「最近の子は!」←大昔の人もそう言って嘆いてました。

「うちの孫達ときたら、ほっといたらずーっとゲームばっかりやってるのよ!」
「外にだって遊びに行かないものだから、今日久々に連れて来てしまいましたの」

この春小学3年になるお姉ちゃんと新一年生の弟くんの姉弟をつれてきたご婦人。
聞けばお母さんが腰を痛めたらしく、なんでも手術をしなくちゃいけないほどの重篤な状態のようです。
春休みなものでおばあちゃんが終日子供たちのお世話役係となったのですが、まったく外で遊ぼうともせずにテレビゲームに没頭している孫達にあきれている、というかちょっとお疲れ気味に見受けられます。おそらくなかなか言う事を聞いてくれないんでしょうね。
子供達にオムライスを注文してくれたのですが、ご自身は食欲がないのかオーダーなされません。

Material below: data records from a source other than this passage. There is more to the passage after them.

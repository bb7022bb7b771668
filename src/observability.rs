//! Tracing subscriber initialization.
//!
//! Sets up structured logging for the engine. The filter is resolved from the
//! `RUST_LOG` environment variable first, then the configured level, defaulting
//! to `info`. Initialization is idempotent: only the first call takes effect,
//! so libraries embedding the engine can safely call it alongside their own
//! setup.

use tracing_subscriber::EnvFilter;

/// Initializes the global tracing subscriber.
///
/// Logs go to stderr in compact form. `level` is used when `RUST_LOG` is not
/// set; pass `None` for the `info` default.
pub fn init_tracing(level: Option<&str>) {
    let fallback = level.unwrap_or("info");
    let filter = EnvFilter::try_from_default_env()
        .unwrap_or_else(|_| EnvFilter::new(fallback));

    // try_init so a second call (e.g. from tests) is a no-op.
    let _ = tracing_subscriber::fmt()
        .with_env_filter(filter)
        .with_writer(std::io::stderr)
        .try_init();
}
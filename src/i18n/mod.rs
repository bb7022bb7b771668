//! Locale handling and centralized translation labels.
//!
//! This module replaces per-call-site string branching with a [`Locale`] enum
//! mapped to a static [`Labels`] lookup table, keeping the translation surface
//! centralized and testable independent of the core pipeline. Only the labels
//! the core itself needs live here (price formatting and the stat captions);
//! presentation layers carry their own strings.

use crate::currency::Currency;
use serde::{Deserialize, Serialize};
use std::str::FromStr;

/// Supported UI locales.
#[derive(Debug, Clone, Copy, Default, PartialEq, Eq, Hash, Serialize, Deserialize)]
pub enum Locale {
    /// Simplified Chinese.
    #[default]
    #[serde(rename = "zh-CN")]
    ZhCn,

    /// US English.
    #[serde(rename = "en-US")]
    EnUs,

    /// Japanese.
    #[serde(rename = "ja-JP")]
    JaJp,
}

/// Translated labels for one locale.
#[derive(Debug, Clone, Copy, PartialEq, Eq)]
pub struct Labels {
    /// Shown instead of a currency-formatted zero price.
    pub free_to_use: &'static str,

    /// Caption for the price field.
    pub price: &'static str,

    /// Caption for the rating field.
    pub rating: &'static str,

    /// Caption for the platform field.
    pub platform: &'static str,

    /// Caption for the category field.
    pub category: &'static str,
}

const ZH_CN: Labels = Labels {
    free_to_use: "免费使用",
    price: "价格",
    rating: "评分",
    platform: "平台",
    category: "应用分类",
};

const EN_US: Labels = Labels {
    free_to_use: "Free to Use",
    price: "Price",
    rating: "Rating",
    platform: "Platform",
    category: "Category",
};

const JA_JP: Labels = Labels {
    free_to_use: "無料で使用",
    price: "価格",
    rating: "評価",
    platform: "プラットフォーム",
    category: "カテゴリ",
};

impl Locale {
    /// Returns the BCP 47 tag for this locale.
    #[must_use]
    pub const fn tag(self) -> &'static str {
        match self {
            Self::ZhCn => "zh-CN",
            Self::EnUs => "en-US",
            Self::JaJp => "ja-JP",
        }
    }

    /// Returns the label table for this locale.
    #[must_use]
    pub const fn labels(self) -> &'static Labels {
        match self {
            Self::ZhCn => &ZH_CN,
            Self::EnUs => &EN_US,
            Self::JaJp => &JA_JP,
        }
    }

    /// Returns the default display currency for this locale.
    ///
    /// Used when the user has not picked a currency explicitly: Chinese maps
    /// to CNY, Japanese to JPY, English to USD.
    #[must_use]
    pub const fn default_currency(self) -> Currency {
        match self {
            Self::ZhCn => Currency::Cny,
            Self::EnUs => Currency::Usd,
            Self::JaJp => Currency::Jpy,
        }
    }
}

impl FromStr for Locale {
    type Err = String;

    /// Parses a BCP 47 tag, falling back to a language-prefix match so that
    /// e.g. `"zh-TW"` and `"ja"` resolve to the closest supported locale.
    fn from_str(s: &str) -> Result<Self, Self::Err> {
        match s {
            "zh-CN" => return Ok(Self::ZhCn),
            "en-US" => return Ok(Self::EnUs),
            "ja-JP" => return Ok(Self::JaJp),
            _ => {}
        }

        let prefix = s.split('-').next().unwrap_or(s).to_lowercase();
        match prefix.as_str() {
            "zh" => Ok(Self::ZhCn),
            "en" => Ok(Self::EnUs),
            "ja" => Ok(Self::JaJp),
            other => Err(format!("unsupported locale: {other}")),
        }
    }
}

#[cfg(test)]
mod tests {
    use super::*;

    #[test]
    fn free_label_varies_per_locale() {
        assert_eq!(Locale::ZhCn.labels().free_to_use, "免费使用");
        assert_eq!(Locale::EnUs.labels().free_to_use, "Free to Use");
        assert_eq!(Locale::JaJp.labels().free_to_use, "無料で使用");
    }

    #[test]
    fn parsing_accepts_language_prefixes() {
        assert_eq!("zh-TW".parse::<Locale>(), Ok(Locale::ZhCn));
        assert_eq!("en-GB".parse::<Locale>(), Ok(Locale::EnUs));
        assert_eq!("ja".parse::<Locale>(), Ok(Locale::JaJp));
        assert!("fr-FR".parse::<Locale>().is_err());
    }

    #[test]
    fn default_currency_tracks_locale() {
        assert_eq!(Locale::ZhCn.default_currency(), Currency::Cny);
        assert_eq!(Locale::EnUs.default_currency(), Currency::Usd);
        assert_eq!(Locale::JaJp.default_currency(), Currency::Jpy);
    }
}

「チョコを少しいかがです?んで珈琲を飲むとおいしいですよ、あんたたちはイチゴオーレね」
これおじさんのおごり!」

むりやり連れてこられたのかちょっと元気の無い子供達にもごますりです。
そこへ仕事帰りにいつも依ってオムライスを注文してくれる市場の肉屋さんの看板娘(?)の常連さんがタイミングよくきてくださいました。この方とっても気さくで誰にでも親しく接してくれます。
食事を済ませてしまった子供達そっちのけでご婦人二人で会話がもりあがってしまいました。

「よっしゃおねえちゃん!そこにわたがしをつくれる機械があるからやってみ!」
「ここにザラメを入れて、、、この回る部分が熱くなるから気をつけてね。じーっとクモの巣の様にまくがはるまで我慢してからその上に引き上げる様に回し取っていくのがコツ!やってみ!」

で、ほったらかして私は洗い物。
しばらくするときゃっきゃ言い出しました。
「ぼくも!ぼくも!」
弟くんに手ほどきするおねえちゃん。ちょっと洗い物の手を止めて、見るとほんとうに上手です。

「すごい大きく出来てるじゃん!お姉ちゃん上手!」

「前にテレビでやってるの見たの!やってみたかったから!」
「おいしーい!ほらたべてごらん!」
お姉ちゃん弟くんに自慢げにふるまいます。
「うん!おいしい!」

自分で苦労してこさえたものはおいしいですよね。

二人とも元気が出て来たところで、例のジャムの小瓶のカーリングのセッティング。

きゃっきゃ言いながらこの日は弟くんに軍配があがりました。

「合計で○○円です!・・・はいじゃおつりの○○円、ありがとうございました。」

「こちらこそありがとうございました。また来ますね」
とおばあちゃん。

店を出がけにお姉ちゃんが寄ってきました。

「おじちゃん!今度来た時は何して遊ぶ!」

「おっしゃ考えとくよ!じゃあ待ってるからね」

「うん!またね!」

めっちゃ可愛いです。じじいイチコロの笑顔をくれました。

「最近の子供は」のフレーズは太古の文献にもでてくるそうですよ。

じっさいなにかと忙しい大人が子供と一緒に過ごす時間を確保するのは容易じゃないし、相手をするのもそうとうなパワーが必要でしょう。どうしても距離をおいての関わりになってしまいがちです。
そうするとどうしても自身の経験や既成概念で目の前のこどもたちを推し量ってしまいます。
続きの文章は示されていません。